Latest sign of government U-turn on freedom of information

UPDATE from RWB: Four journalists now "only" facing two-year sentences on reduced charges (5 August 2014)

Four of the seven journalists with the weekly Bi Mon Te Nay who were arrested more than two weeks ago on charges of publishing false information and threatening state security were brought before a court in the southern Rangoon suburb of Padeban on 22 July 2014 for a preliminary hearing.

The decision to go ahead with their prosecution is the latest move in an ongoing crackdown on freedom of information by the police and judicial authorities. Five journalists with Unity Weekly also remain in detention pending the outcome of their appeal against the ten-year jail terms they received on 10 July.
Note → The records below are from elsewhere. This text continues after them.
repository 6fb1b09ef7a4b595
pub mod http;
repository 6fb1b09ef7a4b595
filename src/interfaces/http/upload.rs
use std::path::Path;

use base64::engine::general_purpose::STANDARD;
use base64::Engine as _;
use serde::Deserialize;

use crate::domain::error::ParseError;
use crate::domain::upload::UploadedFile;

/// Fields submitted by the viewer page
#[derive(Debug, Default, Deserialize)]
pub struct InteractionForm {
    #[serde(default)]
    pub file_name: Option<String>,

    /// Base64 file content; empty for a zero-byte file
    #[serde(default)]
    pub file_data: Option<String>,

    /// Checkbox value, present only when ticked
    #[serde(default)]
    pub show_full: Option<String>,
}

impl InteractionForm {
    pub fn show_full_table(&self) -> bool {
        self.show_full
            .as_deref()
            .map(|value| !value.is_empty() && value != "off" && value != "false")
            .unwrap_or(false)
    }
}

/// JSON body for `POST /api/inspect`
#[derive(Debug, Default, Deserialize)]
pub struct InspectRequest {
    #[serde(default)]
    pub file_name: Option<String>,

    #[serde(default)]
    pub file_data: Option<String>,

    #[serde(default)]
    pub show_full: bool,
}

/// Accept at most one `.csv` upload.
///
/// A file is present when it has a name; its content may be empty. Returns `Ok(None)`
/// when nothing has been uploaded yet.
pub fn accept_upload(
    file_name: Option<&str>,
    file_data: Option<&str>,
    max_upload_bytes: usize,
) -> Result<Option<UploadedFile>, ParseError> {
    let Some(file_name) = file_name.map(str::trim).filter(|name| !name.is_empty()) else {
        return Ok(None);
    };

    if !has_csv_extension(file_name) {
        return Err(ParseError::new(format!(
            "unsupported file type for '{}'; only .csv files are accepted",
            file_name
        )));
    }

    let encoded = file_data.map(str::trim).unwrap_or("");
    let bytes = STANDARD
        .decode(encoded)
        .map_err(|e| ParseError::new(format!("upload payload is not valid base64: {}", e)))?;

    if bytes.len() > max_upload_bytes {
        return Err(ParseError::new(format!(
            "file is {} bytes, which exceeds the {} byte upload limit",
            bytes.len(),
            max_upload_bytes
        )));
    }

    Ok(Some(UploadedFile::new(file_name, bytes)))
}

fn has_csv_extension(file_name: &str) -> bool {
    Path::new(file_name)
        .extension()
        .and_then(|ext| ext.to_str())
        .map(|ext| ext.eq_ignore_ascii_case("csv"))
        .unwrap_or(false)
}

/// Encode bytes for the page's hidden field
pub fn encode_payload(bytes: &[u8]) -> String {
    STANDARD.encode(bytes)
}

#[cfg(test)]
mod tests {
    use super::*;

    const LIMIT: usize = 1024;

    #[test]
    fn test_absent_without_file_name() {
        assert_eq!(accept_upload(None, None, LIMIT), Ok(None));
        assert_eq!(accept_upload(Some("  "), Some("YSxi"), LIMIT), Ok(None));
    }

    #[test]
    fn test_accepts_csv_upload() {
        let upload = accept_upload(Some("Data.CSV"), Some(&encode_payload(b"a,b\n1,2\n")), LIMIT)
            .unwrap()
            .unwrap();
        assert_eq!(upload.file_name, "Data.CSV");
        assert_eq!(upload.bytes, b"a,b\n1,2\n");
    }

    #[test]
    fn test_empty_file_is_present() {
        let upload = accept_upload(Some("empty.csv"), Some(""), LIMIT).unwrap().unwrap();
        assert!(upload.is_empty());

        let upload = accept_upload(Some("empty.csv"), None, LIMIT).unwrap().unwrap();
        assert!(upload.is_empty());
    }

    #[test]
    fn test_rejects_other_extensions() {
        let err = accept_upload(Some("report.xlsx"), Some(""), LIMIT).unwrap_err();
        assert!(err.message().contains("only .csv files are accepted"));
        assert!(accept_upload(Some("noextension"), Some(""), LIMIT).is_err());
    }

    #[test]
    fn test_rejects_bad_base64() {
        let err = accept_upload(Some("a.csv"), Some("***"), LIMIT).unwrap_err();
        assert!(err.message().starts_with("upload payload is not valid base64"));
    }

    #[test]
    fn test_rejects_oversized_upload() {
        let payload = encode_payload(&vec![b'x'; LIMIT + 1]);
        let err = accept_upload(Some("big.csv"), Some(&payload), LIMIT).unwrap_err();
        assert!(err.message().contains("exceeds the 1024 byte upload limit"));
    }

    #[test]
    fn test_show_full_checkbox_values() {
        let mut form = InteractionForm::default();
        assert!(!form.show_full_table());

        form.show_full = Some("on".to_string());
        assert!(form.show_full_table());

        form.show_full = Some("false".to_string());
        assert!(!form.show_full_table());
    }
}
The Bi Mon Te Nay journalists are being prosecuted over a cover story misreporting that Aung San Suu Kyi was to head an interim government. They are to remain in detention until the next hearing, which has been set for 4 August.

They are facing up to 14 years in prison under the 1950 Emergency Provisions Act that was often used by the previous military government to jail journalists and bloggers. The prosecution cited paragraphs (d) and (j) of the section 5 of the law, which penalize "alarming" people in such a way as to "create panic," and affecting "morality or conduct" in such a way as to "undermine the security of the union or the restoration of law and order."

The four who appeared in court on 22 July were chief editor Naing Sai Aung, editor in charge Aung Thant and editors Ye Min Aung and Win Tin. They were arrested at the newspaper or at home on the night of 7 July and were interrogated by the Special Intelligence Department, also known as Special Branch, about the previous day's cover story, which said Aung San Suu Kyi and community leaders had been elected by the people to be part of an interim government.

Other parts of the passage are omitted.